Próxima estación: otoño.
Por Carlos Diviesti.
Hay pocos detalles, muy pocos realmente, sobre cómo murió Elena, detalles salpicados en voz baja aquí y allá en la sala velatoria y que pueden inferir alguna enfermedad, una de esas que arrasan con la vida en poco tiempo. Cuando muere una persona joven la tristeza es un abismo abierto de un tajo entre las olas de un océano seco, un océano que no entiende de hermosura o de verdades sino de cómo fluir sin final por su lecho de mejillas.

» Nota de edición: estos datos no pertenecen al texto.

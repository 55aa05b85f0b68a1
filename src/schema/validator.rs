//! Request body validation against endpoint schemas
//!
//! Validation semantics:
//! - Every schema field is checked, in declaration order
//! - All violations are collected; validation never stops at the first one
//! - Absent, null, or blank-string values count as missing
//! - Fields not declared in the schema are ignored
//! - No coercion, no defaults, no mutation of the input

use std::sync::OnceLock;

use regex::Regex;
use serde_json::Value;

use super::errors::Violation;
use super::types::{FieldType, Schema};

const USERNAME_PATTERN: &str = r"^[A-Za-z0-9_]{3,32}$";
const EMAIL_PATTERN: &str = r"^[^@\s]+@[^@\s]+\.[^@\s]+$";

/// Validates an input object against a schema.
///
/// Returns every violation in schema field order; an empty vector means the
/// input is valid. A non-object input is treated as an object with no fields.
pub fn validate(input: &Value, schema: &Schema) -> Vec<Violation> {
    let obj = input.as_object();
    let mut violations = Vec::new();

    for field in schema.fields {
        let value = obj.and_then(|o| o.get(field.name));

        if is_missing(value) {
            if field.required {
                violations.push(Violation::missing_field(field.name));
            }
            // Optional blank strings are still type-checked below
            match value {
                Some(Value::String(_)) if !field.required => {}
                _ => continue,
            }
        }

        if let Some(value) = value {
            check_value(value, &field.field_type, field.name, &mut violations);
        }
    }

    violations
}

impl Schema {
    /// Validates an input object against this schema
    pub fn validate(&self, input: &Value) -> Vec<Violation> {
        validate(input, self)
    }
}

/// Returns true if the value is a string with non-whitespace content
pub fn is_valid_string(value: Option<&Value>) -> bool {
    matches!(value, Some(Value::String(s)) if !s.trim().is_empty())
}

/// Returns true if the username is 3-32 letters, digits, or underscores
pub fn is_valid_username(username: &str) -> bool {
    static RE: OnceLock<Regex> = OnceLock::new();
    RE.get_or_init(|| Regex::new(USERNAME_PATTERN).expect("Invalid regex constant"))
        .is_match(username)
}

/// Returns true if the address has the shape `local@domain.tld`
pub fn is_valid_email(email: &str) -> bool {
    static RE: OnceLock<Regex> = OnceLock::new();
    RE.get_or_init(|| Regex::new(EMAIL_PATTERN).expect("Invalid regex constant"))
        .is_match(email)
}

/// Format checks for account fields, run after schema validation.
///
/// Only fields the schema declares are checked, and only when present and
/// non-blank, so a missing field is reported once, by the schema.
pub fn format_violations(input: &Value, schema: &Schema) -> Vec<Violation> {
    let mut violations = Vec::new();
    let declared = |name: &str| {
        schema
            .field(name)
            .and_then(|_| input.get(name))
            .and_then(Value::as_str)
    };

    if let Some(username) = declared("username") {
        if !username.trim().is_empty() && !is_valid_username(username) {
            violations.push(Violation::new(
                "username",
                "username must be 3-32 letters, digits or underscores",
            ));
        }
    }

    if let Some(email) = declared("email") {
        if !email.trim().is_empty() && !is_valid_email(email.trim()) {
            violations.push(Violation::new("email", "email must be a valid email address"));
        }
    }

    violations
}

fn is_missing(value: Option<&Value>) -> bool {
    match value {
        None | Some(Value::Null) => true,
        Some(Value::String(s)) => s.trim().is_empty(),
        Some(_) => false,
    }
}

fn check_value(value: &Value, expected: &FieldType, path: &str, out: &mut Vec<Violation>) {
    match expected {
        FieldType::String => {
            if !is_valid_string(Some(value)) {
                out.push(Violation::type_mismatch(path, "a non-empty string"));
            }
        }
        FieldType::Number => {
            if !value.is_number() {
                out.push(Violation::type_mismatch(path, "a number"));
            }
        }
        FieldType::Boolean => {
            if !value.is_boolean() {
                out.push(Violation::type_mismatch(path, "a boolean"));
            }
        }
        FieldType::Enum(allowed) => {
            let matched = value
                .as_str()
                .map(|s| allowed.contains(&s))
                .unwrap_or(false);
            if !matched {
                out.push(Violation::not_in_enum(path, allowed));
            }
        }
        FieldType::Array(element_type) => {
            let Some(items) = value.as_array() else {
                out.push(Violation::type_mismatch(path, "an array"));
                return;
            };

            if let Some(element_type) = element_type {
                for (i, item) in items.iter().enumerate() {
                    let elem_path = format!("{}[{}]", path, i);
                    check_value(item, element_type, &elem_path, out);
                }
            }
        }
    }
}
//! Logging setup
//!
//! One `tracing` subscriber for the whole process. `RUST_LOG` takes
//! precedence over the configured filter. Production emits one JSON object
//! per line; development emits plain text.

use tracing_subscriber::{filter::EnvFilter, fmt, prelude::*};

use crate::config::AppConfig;

/// Install the global subscriber. A second call is a no-op.
pub fn init_logging(config: &AppConfig) {
    let filter = create_env_filter(std::env::var("RUST_LOG").ok(), config.log_filter());

    let installed = if config.is_production() {
        tracing_subscriber::registry()
            .with(filter)
            .with(fmt::layer().json().with_target(true).with_current_span(false))
            .try_init()
            .is_ok()
    } else {
        tracing_subscriber::registry()
            .with(filter)
            .with(fmt::layer().with_target(true))
            .try_init()
            .is_ok()
    };

    if installed {
        tracing::debug!(
            environment = ?config.environment,
            "logging initialized"
        );
    }
}

/// Pick the filter directive: a non-blank `RUST_LOG`, else the configured one
fn resolve_directive(env: Option<String>, configured: &str) -> String {
    env.map(|v| v.trim().to_string())
        .filter(|v| !v.is_empty())
        .unwrap_or_else(|| configured.to_string())
}

fn create_env_filter(env: Option<String>, configured: &str) -> EnvFilter {
    let directive = resolve_directive(env, configured);

    EnvFilter::try_new(&directive).unwrap_or_else(|_| {
        eprintln!(
            "Failed to parse filter directive: {}. Falling back to default: info",
            directive
        );
        EnvFilter::new("info")
    })
}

La gente se queda sola cuando se muere alguien. Perdón, cuando se muere alguien la gente se queda sin el muerto, y la persona muerta en este caso se transforma en toda la vida. Un muerto entonces, hasta que termine el duelo de los vivos, será el dueño del tiempo y se transformará en el verdadero horizonte, en el límite hasta donde llegará el velero que nos transporta, en la distancia absoluta entre los días y la Historia. Pero Adela no puede verla a Elena como a un muerto. Esa Elena de hermosa melena encendida y huellas de deidad descalza por la playa, de miedos convincentes y decisiones endebles, no puede estar muerta. Si ella está muerta también podrán morirse Luci y Paquito, por ejemplo, o Adela misma.

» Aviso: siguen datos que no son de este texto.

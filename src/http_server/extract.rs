//! Request extractors
//!
//! Body, query and identity extraction. Every rejection is an `ApiError`,
//! so malformed input and auth failures are rendered by the same boundary
//! as handler errors.

use std::collections::HashMap;

use axum::extract::{FromRequest, FromRequestParts, Query, Request};
use axum::http::header::AUTHORIZATION;
use axum::http::request::Parts;
use axum::http::{HeaderMap, StatusCode};
use axum::Json;
use axum_extra::extract::cookie::{Cookie, CookieJar, SameSite};
use serde::de::DeserializeOwned;
use serde_json::{Map, Number, Value};
use uuid::Uuid;

use super::state::AppState;
use crate::api::{ApiError, ApiResult, ErrorCode};
use crate::auth::{AuthError, JwtManager, User};
use crate::schema::{FieldType, Schema};

// ==================
// Body
// ==================

/// A request body that parsed as a JSON object.
///
/// Invalid JSON, a missing or wrong content type, and non-object JSON are
/// all rejected as `MALFORMED_BODY` before the handler runs.
#[derive(Debug, Clone)]
pub struct JsonBody(pub Value);

#[axum::async_trait]
impl<S> FromRequest<S> for JsonBody
where
    S: Send + Sync,
{
    type Rejection = ApiError;

    async fn from_request(req: Request, state: &S) -> Result<Self, Self::Rejection> {
        let Json(value) = Json::<Value>::from_request(req, state)
            .await
            .map_err(|rejection| ApiError::malformed_body(rejection.body_text()))?;

        if !value.is_object() {
            return Err(ApiError::malformed_body("Request body must be a JSON object"));
        }

        Ok(JsonBody(value))
    }
}

/// Raw query-string parameters
#[derive(Debug, Clone, Default)]
pub struct QueryParams(pub HashMap<String, String>);

#[axum::async_trait]
impl<S> FromRequestParts<S> for QueryParams
where
    S: Send + Sync,
{
    type Rejection = ApiError;

    async fn from_request_parts(parts: &mut Parts, state: &S) -> Result<Self, Self::Rejection> {
        let Query(params) = Query::<HashMap<String, String>>::from_request_parts(parts, state)
            .await
            .map_err(|rejection| ApiError::malformed_body(rejection.body_text()))?;
        Ok(QueryParams(params))
    }
}

/// Build a validatable object from query parameters.
///
/// Query values are always strings, so fields the schema declares as
/// numbers or booleans are converted when they parse. Values that don't
/// parse are left as strings and fail validation.
pub fn query_object(params: &HashMap<String, String>, schema: &Schema) -> Value {
    let mut obj = Map::new();

    for (key, raw) in params {
        let value = match schema.field(key).map(|f| &f.field_type) {
            Some(FieldType::Number) => raw
                .trim()
                .parse::<f64>()
                .ok()
                .and_then(Number::from_f64)
                .map(Value::Number)
                .unwrap_or_else(|| Value::String(raw.clone())),
            Some(FieldType::Boolean) => match raw.as_str() {
                "true" => Value::Bool(true),
                "false" => Value::Bool(false),
                _ => Value::String(raw.clone()),
            },
            _ => Value::String(raw.clone()),
        };
        obj.insert(key.clone(), value);
    }

    Value::Object(obj)
}

/// Validate against a schema, failing with every violation at once
pub fn check(body: &Value, schema: &Schema) -> ApiResult<()> {
    let violations = schema.validate(body);
    if violations.is_empty() {
        Ok(())
    } else {
        Err(ApiError::validation_failed(violations))
    }
}

/// Deserialize an already validated object into a typed request
pub fn deserialize<T: DeserializeOwned>(body: Value) -> ApiResult<T> {
    serde_json::from_value(body).map_err(|e| {
        ApiError::user(
            ErrorCode::ValidationFailed,
            StatusCode::BAD_REQUEST,
            "Request validation failed",
        )
        .with_details(vec![e.to_string()])
    })
}

/// Validate, then deserialize
pub fn parse_validated<T: DeserializeOwned>(body: Value, schema: &Schema) -> ApiResult<T> {
    check(&body, schema)?;
    deserialize(body)
}

/// Merge a path parameter into the object under `id`
pub fn with_path_id(mut body: Value, id: &str) -> Value {
    if let Some(obj) = body.as_object_mut() {
        obj.insert("id".to_string(), Value::String(id.to_string()));
    }
    body
}

/// Parse a path id; an unparseable id cannot name an existing resource
pub fn parse_id(id: &str, resource: &str) -> ApiResult<Uuid> {
    Uuid::parse_str(id).map_err(|_| ApiError::not_found(resource))
}

// ==================
// Identity
// ==================

/// The signed-in, non-banned caller
#[derive(Debug, Clone)]
pub struct AuthUser(pub User);

/// The caller if a valid token was sent
#[derive(Debug, Clone)]
pub struct MaybeAuthUser(pub Option<User>);

/// A signed-in admin
#[derive(Debug, Clone)]
pub struct AdminUser(pub User);

#[axum::async_trait]
impl FromRequestParts<AppState> for AuthUser {
    type Rejection = ApiError;

    async fn from_request_parts(parts: &mut Parts, state: &AppState) -> Result<Self, Self::Rejection> {
        let token = request_token(&parts.headers, state.cookie_name())
            .ok_or_else(ApiError::authentication_required)?;
        authenticate(&token, state).await.map(AuthUser)
    }
}

#[axum::async_trait]
impl FromRequestParts<AppState> for MaybeAuthUser {
    type Rejection = ApiError;

    async fn from_request_parts(parts: &mut Parts, state: &AppState) -> Result<Self, Self::Rejection> {
        let Some(token) = request_token(&parts.headers, state.cookie_name()) else {
            return Ok(MaybeAuthUser(None));
        };

        match authenticate(&token, state).await {
            Ok(user) => Ok(MaybeAuthUser(Some(user))),
            Err(e) if e.is_internal() => Err(e),
            // A stale or foreign token reads as anonymous
            Err(_) => Ok(MaybeAuthUser(None)),
        }
    }
}

#[axum::async_trait]
impl FromRequestParts<AppState> for AdminUser {
    type Rejection = ApiError;

    async fn from_request_parts(parts: &mut Parts, state: &AppState) -> Result<Self, Self::Rejection> {
        let AuthUser(user) = AuthUser::from_request_parts(parts, state).await?;
        if !user.is_admin() {
            return Err(ApiError::forbidden("Admin access required"));
        }
        Ok(AdminUser(user))
    }
}

/// Bearer token if present, else the auth cookie
fn request_token(headers: &HeaderMap, cookie_name: &str) -> Option<String> {
    let bearer = headers
        .get(AUTHORIZATION)
        .and_then(|v| v.to_str().ok())
        .and_then(|v| v.strip_prefix("Bearer "))
        .map(str::trim)
        .filter(|t| !t.is_empty());

    if let Some(token) = bearer {
        return Some(token.to_string());
    }

    CookieJar::from_headers(headers)
        .get(cookie_name)
        .map(|c| c.value().to_string())
        .filter(|t| !t.is_empty())
}

async fn authenticate(token: &str, state: &AppState) -> ApiResult<User> {
    let claims = state.jwt.validate_token(token)?;
    let id = JwtManager::get_user_id(&claims)?;

    let user = state
        .users
        .find_by_id(id)
        .await?
        .ok_or(AuthError::InvalidToken)?;

    if user.banned {
        return Err(AuthError::AccountSuspended.into());
    }
    Ok(user)
}

// ==================
// Cookies
// ==================

/// The HTTP-only cookie carrying an access token
pub fn auth_cookie(state: &AppState, token: String) -> Cookie<'static> {
    Cookie::build((state.cookie_name().to_string(), token))
        .http_only(true)
        .same_site(SameSite::Lax)
        .secure(state.config.is_production())
        .path("/")
        .build()
}

/// A cookie that removes the auth cookie when passed to `CookieJar::remove`
pub fn removal_cookie(state: &AppState) -> Cookie<'static> {
    Cookie::build((state.cookie_name().to_string(), ""))
        .path("/")
        .build()
}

Cómo no dejarse llevar por la zozobra entonces, cómo impedir que la vida que vivimos se muera también, si aquella vida que vivimos palpita en la memoria siempre joven. “¿Acaso una flor tiene belleza?/¿Tiene belleza acaso un fruto?/ No: tienen color y forma/ y existencia solo”, dijo un poeta con ojos de pastor, y agrega que es difícil ser uno mismo y no ver sino lo visible cuando las cosas tienen la realidad que pueden, cuando uno solo vive de vivir. Así de honda, contundente y breve es Agarrame fuerte, una epifanía con forma de película que, más que dejarse ganar por la tragedia, se deja llevar por la arena que cae del champión en loop al principio del otoño, y por la certeza de no saber quién tiene, acaso, todo asegurado.